The youth earn-a-bike program teaches youth how to repair and refurbish bicycles, and prepares them for careers in the cycling industry.
By Jason Lewis
The global bicycle market size was estimated at $84 billion in 2025, with $15 billion of that coming from the U.S. The market is gaining momentum driven by an increasing adoption of cycling for daily mobility, fitness, and short-distance community riding. Like many lucrative industries, Black communities tend to be priced out or left out. Los Angeles native and Dorsey High School alum Damon Turner has stepped up to ensure that younger people in the greater Crenshaw district are aware and have access to this industry.
Through the Los Angeles Bicycle Academy, a nonprofit organization, youths ages eight to 18 attend a bicycle education and youth earn-a-bike program. The eight-week curriculum teaches the students how to repair and refurbish bicycles.
“They’re taking a bike completely apart and reassembling it,” Turner said. “They’re also making adjustments to the bike. The curriculum relates to every aspect of the bicycle. They go from brake adjustment, to gear adjustment, to flap repair, to disassembling a chain. It’s broken up into several parts and they learn it all.”
At the end of the program the students get to keep the bicycles that they worked on. The bicycles that are used in the program are donated, and this program can always use more bicycles.
“Everybody has a bicycle laying around in their garage,” Turner said. “And that’s primarily where most of the bikes that were earned by young people, were donated bicycles.”
This program also gives the students information about careers in the bicycle industry.
“Everything related to where you can go in the bicycle industry in a career,” Turner said. “We connect the careers that exist in the bicycle industry and show young people the possibilities that are around their interests.”
Careers in racing can be lucrative and can come with perks.
“Mechanics for a pro tour team that races in let’s say the Tour de France, they’re making $80,000 a year on top of traveling all around the world,” Turner said. “That’s just one position and within a team. There’s also career opportunities in the bicycle industry.”

Turner is a Los Angeles native who is from Leimert Park. Like many people, he started riding bicycles as a child around his neighborhood, and he held a job as a bicycle messenger in downtown Los Angeles.
“I was getting paid to ride a bike to deliver legal documents,” he said. “I continued to ride bicycles. I competed a little bit, and that evolved into me starting a successful team with a partner, and that evolved into me starting my own team. That led me to starting the youth bike program.”

Turner leads the students on community bike rides where they learn traffic laws and how to ride safely on cycling routes.

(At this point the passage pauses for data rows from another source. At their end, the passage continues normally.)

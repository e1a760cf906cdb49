use std::fmt::Display;

use chrono::{NaiveDate, NaiveTime};
use log::debug;

use crate::{
    ConfigError, History, Indicator, IndicatorConfig, IndicatorConfigBuilder, Ohlcv, Price,
    Record, SessionWindow, Timestamp,
    session::{Range, is_at},
};

const CLOSE_1459_30: NaiveTime = NaiveTime::from_hms_opt(14, 59, 30).unwrap();
const CLOSE_1515_30: NaiveTime = NaiveTime::from_hms_opt(15, 15, 30).unwrap();
const CLOSE_1559_30: NaiveTime = NaiveTime::from_hms_opt(15, 59, 30).unwrap();

/// Configuration for the prior session ([`PriorRth`]) indicator.
#[derive(PartialEq, Eq, Hash, Clone, Copy, Debug, Default)]
pub struct PriorRthConfig {
    window: SessionWindow,
}

impl IndicatorConfig for PriorRthConfig {
    type Builder = PriorRthConfigBuilder;

    #[inline]
    fn builder() -> Self::Builder {
        PriorRthConfigBuilder {
            start: (8, 30),
            end: (16, 0),
        }
    }

    #[inline]
    fn start(&self) -> NaiveTime {
        self.window.start()
    }
}

impl PriorRthConfig {
    #[must_use]
    pub fn new(window: SessionWindow) -> Self {
        Self { window }
    }

    #[inline]
    #[must_use]
    pub fn window(&self) -> &SessionWindow {
        &self.window
    }
}

impl Display for PriorRthConfig {
    fn fmt(&self, f: &mut std::fmt::Formatter<'_>) -> std::fmt::Result {
        write!(f, "PriorRthConfig({})", self.window)
    }
}

/// Builder for [`PriorRthConfig`].
///
/// Defaults: 08:30-16:00.
pub struct PriorRthConfigBuilder {
    start: (u32, u32),
    end: (u32, u32),
}

impl PriorRthConfigBuilder {
    /// Sets the session end clock time.
    #[inline]
    #[must_use]
    pub fn end(mut self, hour: u32, minute: u32) -> Self {
        self.end = (hour, minute);
        self
    }
}

impl IndicatorConfigBuilder<PriorRthConfig> for PriorRthConfigBuilder {
    #[inline]
    fn start(mut self, hour: u32, minute: u32) -> Self {
        self.start = (hour, minute);
        self
    }

    fn build(self) -> Result<PriorRthConfig, ConfigError> {
        Ok(PriorRthConfig {
            window: SessionWindow::from_hm(self.start.0, self.start.1, self.end.0, self.end.1)?,
        })
    }
}

/// Statistics of the previous day's session.
///
/// Every field is independent: a prior day may have session bars but no
/// bar at one of the snapshot times, or no session bars at all.
#[derive(Debug, Clone, Copy, PartialEq, Default)]
pub struct PriorRthValue {
    high: Option<Price>,
    low: Option<Price>,
    mid: Option<Price>,
    boundary_close: Option<Price>,
    close_1459_30: Option<Price>,
    close_1515_30: Option<Price>,
    close_1559_30: Option<Price>,
}

impl PriorRthValue {
    #[inline]
    #[must_use]
    pub fn high(&self) -> Option<Price> {
        self.high
    }

    #[inline]
    #[must_use]
    pub fn low(&self) -> Option<Price> {
        self.low
    }

    /// `(high + low) / 2`.
    #[inline]
    #[must_use]
    pub fn mid(&self) -> Option<Price> {
        self.mid
    }

    /// Close of the out-of-session bar that ended the lookback: the last bar
    /// before the prior session began. `None` if the scan reached the start
    /// of history first.
    #[inline]
    #[must_use]
    pub fn boundary_close(&self) -> Option<Price> {
        self.boundary_close
    }

    /// Close of the prior day's `14:59:30` bar.
    #[inline]
    #[must_use]
    pub fn close_1459_30(&self) -> Option<Price> {
        self.close_1459_30
    }

    /// Close of the prior day's `15:15:30` bar.
    #[inline]
    #[must_use]
    pub fn close_1515_30(&self) -> Option<Price> {
        self.close_1515_30
    }

    /// Close of the prior day's `15:59:30` bar.
    #[inline]
    #[must_use]
    pub fn close_1559_30(&self) -> Option<Price> {
        self.close_1559_30
    }
}

impl From<PriorRthValue> for Record {
    fn from(value: PriorRthValue) -> Self {
        Record::with_capacity(6)
            .with("prevRTHHigh", value.high)
            .with("prevRTHLow", value.low)
            .with("prevRTHMid", value.mid)
            .with("pRTHClose15", value.close_1459_30)
            .with("pRTHClose1515", value.close_1515_30)
            .with("pRTHClose1559", value.close_1559_30)
    }
}

/// Prior regular trading hours session (pRTH).
///
/// On the first bar of each calendar day, scans history backward from the
/// current bar and recovers the previous day's session high, low and mid,
/// plus the closes at `14:59:30`, `15:15:30` and `15:59:30`. The result is
/// held for the rest of the day.
///
/// The scan skips bars of the current date. Bars whose hour is in
/// `[start.hour, end.hour)` extend the range. Once a session bar has been
/// seen, the first earlier bar outside the session ends the scan. This costs
/// one day of bars at the rollover bar and O(1) otherwise.
///
/// This is the only indicator that needs random access to history.
///
/// # Example
///
/// ```
/// use quantedge_sessions::{PriorRth, PriorRthConfig};
/// # use quantedge_sessions::{Ohlcv, Price, Timestamp};
/// #
/// # struct Bar(f64, &'static str);
/// # impl Ohlcv for Bar {
/// #     fn open(&self) -> Price { self.0 }
/// #     fn high(&self) -> Price { self.0 }
/// #     fn low(&self) -> Price { self.0 }
/// #     fn close(&self) -> Price { self.0 }
/// #     fn timestamp(&self) -> Timestamp {
/// #         Timestamp::parse_from_str(self.1, "%Y-%m-%d %H:%M:%S").unwrap()
/// #     }
/// # }
///
/// let bars = vec![
///     Bar(100.0, "2024-03-04 07:00:00"),
///     Bar(104.0, "2024-03-04 09:00:00"),
///     Bar(98.0, "2024-03-04 14:59:30"),
///     Bar(101.0, "2024-03-05 07:00:00"),
/// ];
/// let mut prth = PriorRth::new(PriorRthConfig::default());
/// for (i, bar) in bars.iter().enumerate() {
///     prth.compute(bar, i, &bars);
/// }
///
/// let value = prth.value();
/// assert_eq!(value.high(), Some(104.0));
/// assert_eq!(value.low(), Some(98.0));
/// assert_eq!(value.mid(), Some(101.0));
/// assert_eq!(value.close_1459_30(), Some(98.0));
/// assert_eq!(value.close_1515_30(), None);
/// ```
#[derive(Clone, Debug)]
pub struct PriorRth {
    config: PriorRthConfig,
    last_date: Option<NaiveDate>,
    last_timestamp: Option<Timestamp>,
    current: PriorRthValue,
}

impl PriorRth {
    fn scan<H>(&self, date: NaiveDate, index: usize, history: &H) -> PriorRthValue
    where
        H: History + ?Sized,
    {
        let window = self.config.window;
        let mut value = PriorRthValue::default();
        let mut range: Option<Range> = None;
        let mut scanned = 0_usize;

        for past in (0..=index).rev().filter_map(|j| history.get(j)) {
            let ts = past.timestamp();
            if ts.date() == date {
                continue;
            }
            scanned += 1;

            let in_session = window.contains_hour(&ts);
            if in_session {
                range = Some(Range::include(range, past));
            }

            if is_at(&ts, CLOSE_1459_30) {
                value.close_1459_30 = Some(past.close());
            } else if is_at(&ts, CLOSE_1515_30) {
                value.close_1515_30 = Some(past.close());
            } else if is_at(&ts, CLOSE_1559_30) {
                value.close_1559_30 = Some(past.close());
            }

            if range.is_some() && !in_session {
                value.boundary_close = Some(past.close());
                break;
            }
        }

        value.high = range.map(|r| r.high);
        value.low = range.map(|r| r.low);
        value.mid = range.map(|r| r.mid());

        debug!("{self}: scanned {scanned} bars before {date}, range {range:?}");

        value
    }
}

impl Indicator for PriorRth {
    type Config = PriorRthConfig;
    type Output = PriorRthValue;

    fn new(config: Self::Config) -> Self {
        Self {
            config,
            last_date: None,
            last_timestamp: None,
            current: PriorRthValue::default(),
        }
    }

    #[inline]
    fn config(&self) -> &PriorRthConfig {
        &self.config
    }

    fn compute<H>(&mut self, bar: &H::Bar, index: usize, history: &H) -> PriorRthValue
    where
        H: History + ?Sized,
    {
        let ts = bar.timestamp();
        debug_assert!(
            self.last_timestamp.is_none_or(|last| last <= ts),
            "timestamp must be non-decreasing: last={:?}, got={ts}",
            self.last_timestamp,
        );
        self.last_timestamp = Some(ts);

        let date = ts.date();
        if self.last_date != Some(date) {
            self.last_date = Some(date);
            self.current = self.scan(date, index, history);
        }

        self.current
    }

    #[inline]
    fn value(&self) -> PriorRthValue {
        self.current
    }
}

impl Display for PriorRth {
    fn fmt(&self, f: &mut std::fmt::Formatter<'_>) -> std::fmt::Result {
        write!(f, "pRTH({})", self.config.window)
    }
}
//! Host parameter records.
//!
//! These mirror the chart host's input schema field for field and carry its
//! defaults, so a partially filled JSON object deserializes to a complete
//! set of inputs. Convert them to typed configs with `TryFrom`, which runs
//! the same validation as the builders.

use serde::Deserialize;

use crate::{
    Classification, ConfigError, CvdConfig, IbConfig, IndicatorConfig, IndicatorConfigBuilder,
    PriorRthConfig, RthConfig,
};

/// Inputs of the initial balance indicator.
///
/// ```
/// use quantedge_sessions::{IbConfig, IbParams};
///
/// let params: IbParams = serde_json::from_str(r#"{"duration": 30}"#).unwrap();
/// let config = IbConfig::try_from(params).unwrap();
///
/// assert_eq!(config.to_string(), "IbConfig(08:30, 30m, 50%, 100%)");
/// ```
#[derive(Debug, Clone, Copy, PartialEq, Deserialize)]
#[serde(rename_all = "camelCase", default)]
pub struct IbParams {
    pub start_hour: u32,
    pub start_minute: u32,
    /// Minutes, fractional allowed.
    pub duration: f64,
    pub first_extension_percentage: f64,
    pub second_extension_percentage: f64,
    pub enable_extensions: bool,
}

impl Default for IbParams {
    fn default() -> Self {
        Self {
            start_hour: 8,
            start_minute: 30,
            duration: 60.0,
            first_extension_percentage: 50.0,
            second_extension_percentage: 100.0,
            enable_extensions: true,
        }
    }
}

impl TryFrom<IbParams> for IbConfig {
    type Error = ConfigError;

    fn try_from(params: IbParams) -> Result<Self, Self::Error> {
        IbConfig::builder()
            .start(params.start_hour, params.start_minute)
            .duration_minutes(params.duration)
            .extensions(
                params.first_extension_percentage,
                params.second_extension_percentage,
            )
            .enable_extensions(params.enable_extensions)
            .build()
    }
}

/// Inputs shared by the current and prior session range indicators.
#[derive(Debug, Clone, Copy, PartialEq, Eq, Deserialize)]
#[serde(rename_all = "camelCase", default)]
pub struct RthParams {
    pub start_hour: u32,
    pub start_minute: u32,
    pub end_hour: u32,
    pub end_minute: u32,
}

impl Default for RthParams {
    fn default() -> Self {
        Self {
            start_hour: 8,
            start_minute: 30,
            end_hour: 16,
            end_minute: 0,
        }
    }
}

impl TryFrom<RthParams> for RthConfig {
    type Error = ConfigError;

    fn try_from(params: RthParams) -> Result<Self, Self::Error> {
        RthConfig::builder()
            .start(params.start_hour, params.start_minute)
            .end(params.end_hour, params.end_minute)
            .build()
    }
}

impl TryFrom<RthParams> for PriorRthConfig {
    type Error = ConfigError;

    fn try_from(params: RthParams) -> Result<Self, Self::Error> {
        PriorRthConfig::builder()
            .start(params.start_hour, params.start_minute)
            .end(params.end_hour, params.end_minute)
            .build()
    }
}

/// Inputs of the session cumulative volume delta indicator.
#[derive(Debug, Clone, Copy, PartialEq, Eq, Deserialize)]
#[serde(rename_all = "camelCase", default)]
pub struct CvdParams {
    pub start_hour: u32,
    pub start_minute: u32,
    pub end_hour: u32,
    pub end_minute: u32,
    /// Classify against the prior bar's range instead of the bar's own open.
    pub strong_up_down: bool,
}

impl Default for CvdParams {
    fn default() -> Self {
        Self {
            start_hour: 8,
            start_minute: 30,
            end_hour: 16,
            end_minute: 0,
            strong_up_down: true,
        }
    }
}

impl TryFrom<CvdParams> for CvdConfig {
    type Error = ConfigError;

    fn try_from(params: CvdParams) -> Result<Self, Self::Error> {
        let classification = if params.strong_up_down {
            Classification::Strong
        } else {
            Classification::Simple
        };

        CvdConfig::builder()
            .start(params.start_hour, params.start_minute)
            .end(params.end_hour, params.end_minute)
            .classification(classification)
            .build()
    }
}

A program like this is important because cycling has heath and fitness benefits, and it is a means of transportation. Creating spaces for bicycling are not as prevalent in Black communities as it is in other communities.
“This is a normal thing that exists outside of Black communities,” Turner said. “Bike lanes that are as wide as a car lane. That’s what we’re fighting for. To create those spaces in our community and normalize it.”
Career wise, Turner points out that there is not a lot of Black representation in the bicycle industry, but he also points out that there are so many Black people who ride bicycles that they should be a larger portion of the industry.
Setting children on a career path can be life changing and after-school and weekend programs in Black communities can function as gang prevention programs because it occupies their time with something positive.
“Doing this after school is a critical time,” Turner said. “During the spring and summer months when you have longer days, you can go out and do an hour ride easily. The impact of that is unbelievable. There’s been a lot of stories of transformation around a kid who learned how to ride a bicycle and it changed everything about them.”
Turner continues to ride his bicycle multiple times a week, heading up to Griffith Park or along the beach to Malibu or Palos Verdes. He partners with local cycling groups such as We Major LA for community rides that his students participate in.